02/13/2026
Ann Graves Tanksley (b. 1934, Pittsburgh, PA) was drawn to art from an early age. Tanksley maintained an interest in creative self-expression and earned a B.F.A. from the Carnegie Institute of Technology (now Carnegie Mellon University) in 1956. After graduating college, she married and dedicated herself to full-time motherhood.
Tanksley worked in art education, holding teaching positions at Queens Youth Center for the Arts (1959 – 1962), the Arts Center of Northern New Jersey (1963), and working as an adjunct art instructor at Suffolk County Community College from 1973 to 1975. She simultaneously continued her own artistic development, taking classes at the Art Students League, The New School, The Paulette Singer Workshop, and the Robert Blackburn Printmaking Workshop where she learned monotype printing techniques.
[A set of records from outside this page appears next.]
//! 3-vector and 3x3 matrix algebra used by the HTM indexer.
//!
//! Mirrors a small subset of the Eigen `Vector3d`/`Matrix3d` API, exactly as
//! the original partitioner's `Vector.h` did, so that swapping in a fuller
//! linear algebra crate later is a drop-in change if ever needed.

use snafu::prelude::*;

/// A 3-component column vector.
#[derive(Debug, Clone, Copy, PartialEq)]
pub struct Vector3d {
    c: [f64; 3],
}

impl Vector3d {
    /// Construct from components.
    pub fn new(x: f64, y: f64, z: f64) -> Self {
        Self { c: [x, y, z] }
    }

    /// The i-th component.
    pub fn get(&self, i: usize) -> f64 {
        self.c[i]
    }

    /// The x component.
    pub fn x(&self) -> f64 {
        self.c[0]
    }

    /// The y component.
    pub fn y(&self) -> f64 {
        self.c[1]
    }

    /// The z component.
    pub fn z(&self) -> f64 {
        self.c[2]
    }

    /// The dot (inner) product of `self` and `v`.
    pub fn dot(&self, v: &Vector3d) -> f64 {
        self.c[0] * v.c[0] + self.c[1] * v.c[1] + self.c[2] * v.c[2]
    }

    /// The L2 norm.
    pub fn norm(&self) -> f64 {
        self.dot(self).sqrt()
    }

    /// A normalized copy of this vector.
    pub fn normalized(&self) -> Vector3d {
        let n = self.norm();
        Vector3d::new(self.c[0] / n, self.c[1] / n, self.c[2] / n)
    }

    /// The cross product of `self` and `v`.
    pub fn cross(&self, v: &Vector3d) -> Vector3d {
        Vector3d::new(
            self.c[1] * v.c[2] - self.c[2] * v.c[1],
            self.c[2] * v.c[0] - self.c[0] * v.c[2],
            self.c[0] * v.c[1] - self.c[1] * v.c[0],
        )
    }

    /// Convert a `(ra, dec)` position in degrees to a unit vector on the
    /// sphere.
    pub fn from_ra_dec_deg(ra_deg: f64, dec_deg: f64) -> Vector3d {
        let ra = ra_deg.to_radians();
        let dec = dec_deg.to_radians();
        Vector3d::new(
            dec.cos() * ra.cos(),
            dec.cos() * ra.sin(),
            dec.sin(),
        )
    }
}

impl std::ops::Mul<f64> for Vector3d {
    type Output = Vector3d;
    fn mul(self, s: f64) -> Vector3d {
        Vector3d::new(self.c[0] * s, self.c[1] * s, self.c[2] * s)
    }
}

impl std::ops::Add for Vector3d {
    type Output = Vector3d;
    fn add(self, v: Vector3d) -> Vector3d {
        Vector3d::new(self.c[0] + v.c[0], self.c[1] + v.c[1], self.c[2] + v.c[2])
    }
}

impl std::ops::Sub for Vector3d {
    type Output = Vector3d;
    fn sub(self, v: Vector3d) -> Vector3d {
        Vector3d::new(self.c[0] - v.c[0], self.c[1] - v.c[1], self.c[2] - v.c[2])
    }
}

/// Returned when a [`Matrix3d`] cannot be inverted.
#[derive(Debug, Snafu, PartialEq)]
pub enum MatrixError {
    /// The matrix's determinant magnitude is below the singularity
    /// threshold.
    #[snafu(display("matrix is singular (|det| < eps)"))]
    SingularMatrix,
}

const SINGULAR_EPS: f64 = 1e-12;

/// A 3x3 matrix, stored column-major like `Vector.h`'s `Matrix3d`.
#[derive(Debug, Clone, Copy, PartialEq)]
pub struct Matrix3d {
    col: [Vector3d; 3],
}

impl Matrix3d {
    /// The identity matrix.
    pub fn identity() -> Matrix3d {
        Matrix3d {
            col: [
                Vector3d::new(1.0, 0.0, 0.0),
                Vector3d::new(0.0, 1.0, 0.0),
                Vector3d::new(0.0, 0.0, 1.0),
            ],
        }
    }

    /// Construct from three columns.
    pub fn from_columns(c0: Vector3d, c1: Vector3d, c2: Vector3d) -> Matrix3d {
        Matrix3d { col: [c0, c1, c2] }
    }

    /// The scalar at row `r`, column `c`.
    pub fn at(&self, r: usize, c: usize) -> f64 {
        self.col[c].get(r)
    }

    /// Multiply this matrix by vector `v`.
    pub fn mul_vec(&self, v: &Vector3d) -> Vector3d {
        self.col[0] * v.get(0) + self.col[1] * v.get(1) + self.col[2] * v.get(2)
    }

    /// The inverse of this matrix, via the adjugate and determinant.
    pub fn inverse(&self) -> Result<Matrix3d, MatrixError> {
        let m = self;
        // First column of the adjugate matrix.
        let a0 = Vector3d::new(
            m.at(1, 1) * m.at(2, 2) - m.at(2, 1) * m.at(1, 2),
            m.at(1, 2) * m.at(2, 0) - m.at(2, 2) * m.at(1, 0),
            m.at(1, 0) * m.at(2, 1) - m.at(2, 0) * m.at(1, 1),
        );
        let det = a0.get(0) * m.at(0, 0) + a0.get(1) * m.at(0, 1) + a0.get(2) * m.at(0, 2);
        ensure!(det.abs() >= SINGULAR_EPS, SingularMatrixSnafu);
        let inv_det = 1.0 / det;

        let c0 = a0 * inv_det;
        let c1 = Vector3d::new(
            (m.at(0, 2) * m.at(2, 1) - m.at(2, 2) * m.at(0, 1)) * inv_det,
            (m.at(0, 0) * m.at(2, 2) - m.at(2, 0) * m.at(0, 2)) * inv_det,
            (m.at(0, 1) * m.at(2, 0) - m.at(2, 1) * m.at(0, 0)) * inv_det,
        );
        let c2 = Vector3d::new(
            (m.at(0, 1) * m.at(1, 2) - m.at(1, 1) * m.at(0, 2)) * inv_det,
            (m.at(0, 2) * m.at(1, 0) - m.at(1, 2) * m.at(0, 0)) * inv_det,
            (m.at(0, 0) * m.at(1, 1) - m.at(1, 0) * m.at(0, 1)) * inv_det,
        );
        Ok(Matrix3d::from_columns(c0, c1, c2))
    }
}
Tanksley began exhibiting her work as early as the late 1960s. During the Civil Rights Movement, art became a vehicle for her to process the weight of her emotions in response to the political moment and collective rage and urgency felt by Black Americans. These works were noted for their flat composition, loose brushwork, melancholic figures, and shocks of unexpectedly bright color. The focus on social commentary eventually began to negatively impact her, and Tanksley decided to pivot toward depicting black joy, celebration, and uplifting everyday scenes.
In 1971, Ann Tanksley was among the first members of Where We At: Black Women Artists, Inc., a New York women’s art collective founded by Kay Brown, Dingda McCannon, and Faith Ringgold. One of her early group shows was the collective’s 1972 exhibit, “Cooking and Smokin’” at the Weusi-Nyumba Ya Sanaa Gallery in Harlem, New York.
A deep admirer of Zora Neale Hurston’s writing, Ann Tanksley eagerly took an opportunity to collaborate with psychoanalyst Hugh F. Butts in the 1980s to illustrate his book about Hurston. Though his book was never published, the 60 monoprints that Tanksley created for the publication were shown across the United States in the ‘90s and early 2000s to great critical acclaim.